I didn’t stress but I wasn’t completely calm either. I was in a bubble; I knew what I had to do, and above all throughout the competition I kept saying to myself, “They’re just some clients who want to eat a good dessert; there’re no judges; just keep calm”. It’s what I told my second too, to reassure him! We really took this attitude. The competition lasts nearly 5 hours: you have to keep focused. 
 
Can you tell us about the moment when you knew you’d won?
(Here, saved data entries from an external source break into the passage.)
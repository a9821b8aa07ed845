//! Generic type substitution.
//!
//! Instantiating `I<T>` as `I<int>` maps each of `I`'s type parameters to a
//! type argument. The same mechanism renames method type parameters: the
//! replacement is just another type-parameter reference with a new name.

use crate::database::SymbolDatabase;
use crate::queries::{is_value_type, type_parameter_decl};
use crate::symbols::{
    EventSignature, FieldSignature, MemberKind, MethodSignature, OperatorSignature, Parameter,
    PropertySignature, TypeParameter,
};
use crate::types::{TupleElement, TypeParameterOwner, TypeParameterRef, TypeRef, TypeSymbolId};
use rustc_hash::FxHashMap;
use sharpfix_common::limits::MAX_TYPE_NESTING_DEPTH;

/// A mapping from type parameters to types.
#[derive(Clone, Debug, Default, PartialEq)]
pub struct TypeSubstitution {
    map: FxHashMap<(TypeParameterOwner, u32), TypeRef>,
}

impl TypeSubstitution {
    pub fn new() -> Self {
        Self::default()
    }

    /// Substitution for an instantiation of `symbol` with `args`.
    ///
    /// Missing arguments leave the corresponding parameters unmapped; extra
    /// arguments are ignored.
    pub fn from_args(db: &dyn SymbolDatabase, symbol: TypeSymbolId, args: &[TypeRef]) -> Self {
        let mut subst = Self::new();
        let Some(decl) = db.type_symbol(symbol) else {
            return subst;
        };
        let owner = TypeParameterOwner::Type { symbol };
        for (ordinal, arg) in args.iter().enumerate().take(decl.type_parameters.len()) {
            subst.insert(owner, ordinal as u32, arg.clone());
        }
        subst
    }

    /// Substitution for an instantiated named type reference. Returns an
    /// empty substitution for anything else.
    pub fn for_type(db: &dyn SymbolDatabase, ty: &TypeRef) -> Self {
        match ty {
            TypeRef::Named { symbol, args } => Self::from_args(db, *symbol, args),
            _ => Self::new(),
        }
    }

    pub fn insert(&mut self, owner: TypeParameterOwner, ordinal: u32, ty: TypeRef) {
        self.map.insert((owner, ordinal), ty);
    }

    pub fn get(&self, param: &TypeParameterRef) -> Option<&TypeRef> {
        self.map.get(&(param.owner, param.ordinal))
    }

    pub fn is_empty(&self) -> bool {
        self.map.is_empty()
    }

    /// Apply the substitution to `ty`.
    pub fn apply(&self, db: &dyn SymbolDatabase, ty: &TypeRef) -> TypeRef {
        if self.is_empty() {
            return ty.clone();
        }
        self.apply_at(db, ty, 0)
    }

    /// Apply the substitution to every type in a member shape, including
    /// method type-parameter constraints.
    pub fn apply_member(&self, db: &dyn SymbolDatabase, kind: &MemberKind) -> MemberKind {
        if self.is_empty() {
            return kind.clone();
        }
        match kind {
            MemberKind::Method(sig) => MemberKind::Method(self.apply_method(db, sig)),
            MemberKind::Constructor(sig) => MemberKind::Constructor(self.apply_method(db, sig)),
            MemberKind::Operator(op) => MemberKind::Operator(OperatorSignature {
                operator: op.operator,
                signature: self.apply_method(db, &op.signature),
            }),
            MemberKind::Property(prop) => MemberKind::Property(self.apply_property(db, prop)),
            MemberKind::Indexer(prop) => MemberKind::Indexer(self.apply_property(db, prop)),
            MemberKind::Event(ev) => MemberKind::Event(EventSignature {
                ty: self.apply(db, &ev.ty),
            }),
            MemberKind::Field(field) => MemberKind::Field(FieldSignature {
                ty: self.apply(db, &field.ty),
                constant: field.constant.clone(),
            }),
        }
    }

    fn apply_method(&self, db: &dyn SymbolDatabase, sig: &MethodSignature) -> MethodSignature {
        MethodSignature {
            type_parameters: sig
                .type_parameters
                .iter()
                .map(|tp| self.apply_type_parameter(db, tp))
                .collect(),
            parameters: self.apply_parameters(db, &sig.parameters),
            return_type: self.apply(db, &sig.return_type),
            return_ref_kind: sig.return_ref_kind,
            return_attributes: sig.return_attributes.clone(),
        }
    }

    fn apply_property(&self, db: &dyn SymbolDatabase, prop: &PropertySignature) -> PropertySignature {
        PropertySignature {
            ty: self.apply(db, &prop.ty),
            parameters: self.apply_parameters(db, &prop.parameters),
            ..prop.clone()
        }
    }

    fn apply_parameters(&self, db: &dyn SymbolDatabase, params: &[Parameter]) -> Vec<Parameter> {
        params
            .iter()
            .map(|p| Parameter {
                ty: self.apply(db, &p.ty),
                ..p.clone()
            })
            .collect()
    }

    fn apply_type_parameter(&self, db: &dyn SymbolDatabase, tp: &TypeParameter) -> TypeParameter {
        let mut out = tp.clone();
        out.constraints.types = tp
            .constraints
            .types
            .iter()
            .map(|c| self.apply(db, c))
            .collect();
        out
    }

    fn apply_at(&self, db: &dyn SymbolDatabase, ty: &TypeRef, depth: u32) -> TypeRef {
        if depth > MAX_TYPE_NESTING_DEPTH {
            return TypeRef::Error {
                name: "?".to_string(),
            };
        }
        let depth = depth + 1;
        match ty {
            TypeRef::Special { .. } | TypeRef::Error { .. } => ty.clone(),
            TypeRef::TypeParameter { param } => {
                self.get(param).cloned().unwrap_or_else(|| ty.clone())
            }
            TypeRef::Named { symbol, args } => TypeRef::Named {
                symbol: *symbol,
                args: args.iter().map(|a| self.apply_at(db, a, depth)).collect(),
            },
            TypeRef::Array { element, rank } => TypeRef::Array {
                element: Box::new(self.apply_at(db, element, depth)),
                rank: *rank,
            },
            TypeRef::Pointer { pointee } => TypeRef::pointer(self.apply_at(db, pointee, depth)),
            TypeRef::Tuple { elements } => TypeRef::Tuple {
                elements: elements
                    .iter()
                    .map(|e| TupleElement {
                        ty: self.apply_at(db, &e.ty, depth),
                        name: e.name.clone(),
                    })
                    .collect(),
            },
            TypeRef::Nullable { underlying } => self.apply_nullable(db, underlying, depth),
        }
    }

    /// `T?` with `T` replaced:
    /// - `X?` substituted for `T` stays `X?` (never `X??`);
    /// - a value type substituted for an unconstrained `T` is the plain
    ///   value type, since `T?` only meant "may be default" there;
    /// - otherwise the result is annotated.
    fn apply_nullable(&self, db: &dyn SymbolDatabase, underlying: &TypeRef, depth: u32) -> TypeRef {
        let inner = self.apply_at(db, underlying, depth);
        if let TypeRef::TypeParameter { param } = underlying
            && self.get(param).is_some()
        {
            if matches!(inner, TypeRef::Nullable { .. }) {
                return inner;
            }
            let struct_constrained = type_parameter_decl(db, param)
                .is_some_and(|decl| decl.constraints.value_type || decl.constraints.unmanaged);
            if !struct_constrained && is_value_type(db, &inner) {
                return inner;
            }
        }
        TypeRef::nullable(inner)
    }
}
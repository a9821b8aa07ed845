//! sharpfix: the C# "Implement interface" code fix.
//!
//! The engine lives in the workspace crates:
//!
//! - `sharpfix-common`: spans, text edits, identifier escaping
//! - `sharpfix-symbols`: the symbol model the engine queries
//! - `sharpfix-syntax`: document outlines and re-anchoring after edits
//! - `sharpfix-implement`: strategies, member synthesis and placement
//!
//! This crate re-exports them and adds the `sharpfix` command-line tool,
//! which runs the engine over JSON fixture files.

pub use sharpfix_common as common;
pub use sharpfix_implement as implement;
pub use sharpfix_symbols as symbols;
pub use sharpfix_syntax as syntax;

pub use sharpfix_implement::{
    CodeAction, Diagnostic, ImplementError, ImplementInterfaceService, ImplementOptions, fix_all,
};

pub mod cli;
pub mod tracing_config;
//! Which attributes travel from an interface member to its implementation.

use sharpfix_symbols::well_known::{
    INTEROP_SERVICES, is_date_time_constant_attribute, is_optional_attribute, is_sugar_attribute,
};
use sharpfix_symbols::{AttributeData, SymbolDatabase, TypeDisplay, is_type_accessible_from};

/// Attributes to restate, rendered without brackets.
///
/// Attributes the target assembly cannot see are dropped, as are those that
/// encode signature sugar. `[Optional]` and `[DateTimeConstant]` are dropped
/// when the default value is written out, since the default says the same.
pub fn copied_attributes(
    db: &dyn SymbolDatabase,
    display: &mut TypeDisplay<'_>,
    attributes: &[AttributeData],
    from_assembly: &str,
    default_rendered: bool,
) -> Vec<String> {
    attributes
        .iter()
        .filter(|a| is_type_accessible_from(db, a.attribute_class, from_assembly))
        .filter(|a| !is_sugar_attribute(db, a.attribute_class))
        .filter(|a| {
            !(default_rendered
                && (is_optional_attribute(db, a.attribute_class)
                    || is_date_time_constant_attribute(db, a.attribute_class)))
        })
        .map(|a| render_attribute(display, a))
        .collect()
}

/// `[Optional]` for an optional parameter whose default cannot be written.
pub fn optional_marker(display: &mut TypeDisplay<'_>) -> String {
    short_name(display.display_name(INTEROP_SERVICES, "OptionalAttribute"))
}

pub fn is_optional(db: &dyn SymbolDatabase, attribute: &AttributeData) -> bool {
    is_optional_attribute(db, attribute.attribute_class)
}

fn render_attribute(display: &mut TypeDisplay<'_>, attribute: &AttributeData) -> String {
    let mut out = short_name(display.display_symbol(attribute.attribute_class));
    let args: Vec<String> = attribute
        .arguments
        .iter()
        .cloned()
        .chain(
            attribute
                .named_arguments
                .iter()
                .map(|(name, value)| format!("{name} = {value}")),
        )
        .collect();
    if !args.is_empty() {
        out.push('(');
        out.push_str(&args.join(", "));
        out.push(')');
    }
    out
}

/// `System.ObsoleteAttribute` is written `System.Obsolete`.
fn short_name(name: String) -> String {
    let last = name.rsplit('.').next().unwrap_or(&name);
    match last.strip_suffix("Attribute") {
        Some(stem) if !stem.is_empty() => {
            let cut = name.len() - "Attribute".len();
            name[..cut].to_string()
        }
        _ => name,
    }
}
//! Default parameter values as C# expressions.
//!
//! Values arrive as constants; rendering picks the spelling a person would
//! write: named bounds (`int.MaxValue`), enum members, `null`/`default`.

use sharpfix_symbols::queries::{is_reference_type, is_value_type};
use sharpfix_symbols::well_known::has_flags_attribute;
use sharpfix_symbols::{
    ConstantValue, MemberKind, SpecialType, SymbolDatabase, TypeDisplay, TypeKind, TypeRef,
    TypeSymbolId,
};
use std::fmt::Write as _;

const DECIMAL_MAX: &str = "79228162514264337593543950335";

/// Render `value` as the default of a parameter of type `ty`.
pub fn render_default(
    db: &dyn SymbolDatabase,
    display: &mut TypeDisplay<'_>,
    ty: &TypeRef,
    value: &ConstantValue,
) -> String {
    if matches!(value, ConstantValue::Null) {
        return render_null(db, ty);
    }
    let underlying = ty.without_nullable();
    if let Some((symbol, _)) = underlying.as_named()
        && db.type_symbol(symbol).is_some_and(|s| s.kind == TypeKind::Enum)
        && let Some(raw) = value.as_integral()
    {
        return render_enum(db, display, symbol, raw);
    }
    match underlying.as_special() {
        Some(special) => render_special(special, value),
        None => render_constant(value),
    }
}

/// `null` for references and nullable value types; `default` for value
/// types and type parameters not known to be references.
fn render_null(db: &dyn SymbolDatabase, ty: &TypeRef) -> String {
    let is_default = match ty {
        TypeRef::Nullable { .. } => false,
        TypeRef::TypeParameter { .. } => !is_reference_type(db, ty),
        _ => is_value_type(db, ty),
    };
    let text = if is_default { "default" } else { "null" };
    text.to_string()
}

fn render_special(special: SpecialType, value: &ConstantValue) -> String {
    match (special, value) {
        (SpecialType::Single, ConstantValue::Single(v)) => render_single(*v),
        (SpecialType::Single, ConstantValue::Double(v)) => render_single(*v as f32),
        (SpecialType::Double, ConstantValue::Double(v)) => render_double(*v),
        (SpecialType::Double, ConstantValue::Single(v)) => render_double(f64::from(*v)),
        (SpecialType::Decimal, ConstantValue::Decimal(text)) => render_decimal(text),
        (SpecialType::Char, ConstantValue::Char(c)) => render_char(*c),
        (special, _) if special.is_integral() => match value.as_integral() {
            Some(v) => render_integral(special, v),
            None => render_constant(value),
        },
        (SpecialType::Single | SpecialType::Double | SpecialType::Decimal, _) => {
            match value.as_integral() {
                Some(v) => v.to_string(),
                None => render_constant(value),
            }
        }
        _ => render_constant(value),
    }
}

/// Literal spelling of a constant without a target type.
fn render_constant(value: &ConstantValue) -> String {
    match value {
        ConstantValue::Null => "null".to_string(),
        ConstantValue::Bool(b) => b.to_string(),
        ConstantValue::Char(c) => render_char(*c),
        ConstantValue::String(s) => render_string(s),
        ConstantValue::Int(v) => v.to_string(),
        ConstantValue::UInt(v) => v.to_string(),
        ConstantValue::Single(v) => render_single(*v),
        ConstantValue::Double(v) => render_double(*v),
        ConstantValue::Decimal(text) => render_decimal(text),
    }
}

/// Signed bounds use `MinValue`; every integral type uses `MaxValue`.
/// Unsigned minimums are plain `0`.
pub fn render_integral(special: SpecialType, value: i128) -> String {
    if let Some((min, max)) = special.integral_range() {
        if special.is_signed_integral() && value == min {
            return format!("{}.MinValue", special.keyword());
        }
        if value == max {
            return format!("{}.MaxValue", special.keyword());
        }
    }
    value.to_string()
}

fn render_single(v: f32) -> String {
    if v.is_nan() {
        return "float.NaN".to_string();
    }
    if v == f32::INFINITY {
        return "float.PositiveInfinity".to_string();
    }
    if v == f32::NEG_INFINITY {
        return "float.NegativeInfinity".to_string();
    }
    if v == f32::MIN {
        return "float.MinValue".to_string();
    }
    if v == f32::MAX {
        return "float.MaxValue".to_string();
    }
    if v == f32::from_bits(1) {
        return "float.Epsilon".to_string();
    }
    let text = real_literal(format!("{v}"), format!("{v:e}"), f64::from(v).abs());
    if text.contains(['.', 'E']) {
        format!("{text}F")
    } else {
        text
    }
}

fn render_double(v: f64) -> String {
    if v.is_nan() {
        return "double.NaN".to_string();
    }
    if v == f64::INFINITY {
        return "double.PositiveInfinity".to_string();
    }
    if v == f64::NEG_INFINITY {
        return "double.NegativeInfinity".to_string();
    }
    if v == f64::MIN {
        return "double.MinValue".to_string();
    }
    if v == f64::MAX {
        return "double.MaxValue".to_string();
    }
    if v == f64::from_bits(1) {
        return "double.Epsilon".to_string();
    }
    real_literal(format!("{v}"), format!("{v:e}"), v.abs())
}

/// Shortest round-trip text. Very large or very small magnitudes switch to
/// `1.5E+20` notation.
fn real_literal(plain: String, scientific: String, magnitude: f64) -> String {
    if magnitude != 0.0 && !(1e-5..1e15).contains(&magnitude) {
        let (mantissa, exponent) = scientific
            .split_once('e')
            .unwrap_or((scientific.as_str(), "0"));
        let (sign, digits) = match exponent.strip_prefix('-') {
            Some(rest) => ('-', rest),
            None => ('+', exponent),
        };
        return format!("{mantissa}E{sign}{digits:0>2}");
    }
    plain
}

fn render_decimal(text: &str) -> String {
    let trimmed = text.trim();
    match trimmed.strip_prefix('-') {
        Some(DECIMAL_MAX) => "decimal.MinValue".to_string(),
        _ if trimmed == DECIMAL_MAX => "decimal.MaxValue".to_string(),
        _ => format!("{trimmed}M"),
    }
}

pub fn render_char(c: char) -> String {
    match c {
        '\'' => "'\\''".to_string(),
        other => format!("'{}'", escape_char(other)),
    }
}

pub fn render_string(s: &str) -> String {
    let mut out = String::with_capacity(s.len() + 2);
    out.push('"');
    for c in s.chars() {
        match c {
            '"' => out.push_str("\\\""),
            '\'' => out.push('\''),
            other => out.push_str(&escape_char(other)),
        }
    }
    out.push('"');
    out
}

/// Escapes shared by char and string literals. Quotes are handled by the
/// caller.
fn escape_char(c: char) -> String {
    match c {
        '\0' => "\\0".to_string(),
        '\u{7}' => "\\a".to_string(),
        '\u{8}' => "\\b".to_string(),
        '\u{c}' => "\\f".to_string(),
        '\n' => "\\n".to_string(),
        '\r' => "\\r".to_string(),
        '\t' => "\\t".to_string(),
        '\u{b}' => "\\v".to_string(),
        '\\' => "\\\\".to_string(),
        '\u{2028}' | '\u{2029}' => format!("\\u{:04x}", u32::from(c)),
        c if c.is_control() => format!("\\u{:04x}", u32::from(c)),
        c => c.to_string(),
    }
}

/// Enum default: a member with exactly the value, then an OR of `[Flags]`
/// members, then `0`, then a cast.
fn render_enum(
    db: &dyn SymbolDatabase,
    display: &mut TypeDisplay<'_>,
    symbol: TypeSymbolId,
    value: i128,
) -> String {
    let enum_members = enum_constants(db, symbol);
    if let Some((name, _)) = enum_members.iter().find(|(_, v)| *v == value) {
        let enum_name = display.display_symbol(symbol);
        return format!("{enum_name}.{name}");
    }
    if has_flags_attribute(db, symbol)
        && let Some(parts) = flags_decomposition(&enum_members, value)
    {
        let enum_name = display.display_symbol(symbol);
        let mut out = String::new();
        for (i, name) in parts.iter().enumerate() {
            if i > 0 {
                out.push_str(" | ");
            }
            let _ = write!(out, "{enum_name}.{name}");
        }
        return out;
    }
    if value == 0 {
        return "0".to_string();
    }
    let enum_name = display.display_symbol(symbol);
    if value < 0 {
        format!("({enum_name})({value})")
    } else {
        format!("({enum_name}){value}")
    }
}

fn enum_constants(db: &dyn SymbolDatabase, symbol: TypeSymbolId) -> Vec<(String, i128)> {
    db.members_of(symbol)
        .into_iter()
        .filter_map(|(_, m)| match &m.kind {
            MemberKind::Field(field) => field
                .constant
                .as_ref()
                .and_then(ConstantValue::as_integral)
                .map(|v| (m.name.clone(), v)),
            _ => None,
        })
        .collect()
}

/// Members whose bits OR to exactly `value`, largest first when picking and
/// listed in ascending value order. `None` when no exact cover exists.
fn flags_decomposition(members: &[(String, i128)], value: i128) -> Option<Vec<String>> {
    if value <= 0 {
        return None;
    }
    let mut candidates: Vec<&(String, i128)> = members
        .iter()
        .filter(|(_, v)| *v > 0 && (*v & value) == *v)
        .collect();
    candidates.sort_by(|a, b| b.1.cmp(&a.1));

    let mut remaining = value;
    let mut picked: Vec<&(String, i128)> = Vec::new();
    for candidate in candidates {
        if remaining & candidate.1 != 0 {
            remaining &= !candidate.1;
            picked.push(candidate);
        }
        if remaining == 0 {
            break;
        }
    }
    if remaining != 0 {
        return None;
    }
    picked.sort_by_key(|(_, v)| *v);
    Some(picked.into_iter().map(|(name, _)| name.clone()).collect())
}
It was really very intense, my wife, my friends and pupils were in the audience, and it was a touching recognition from my peers (among the judges were Yann Couvreur, Angelo Musa, Julien Dugourd, David Capy, and Franck Fresson), and above all the prize was given to me by Philippe Etchebest, and it’s really good to be appreciated by a cook: it means he’s really understood what I was getting at. 
 
Other competitions in view?
I’m going to give competitions a rest. I don’t want to devote my life to them. I don’t want to neglect my family life; I’m going to have a holiday this summer and we’ll see in September! In any case, what strikes me most is that it’s nice to feel so well supported – by Les vergers Boiron especially.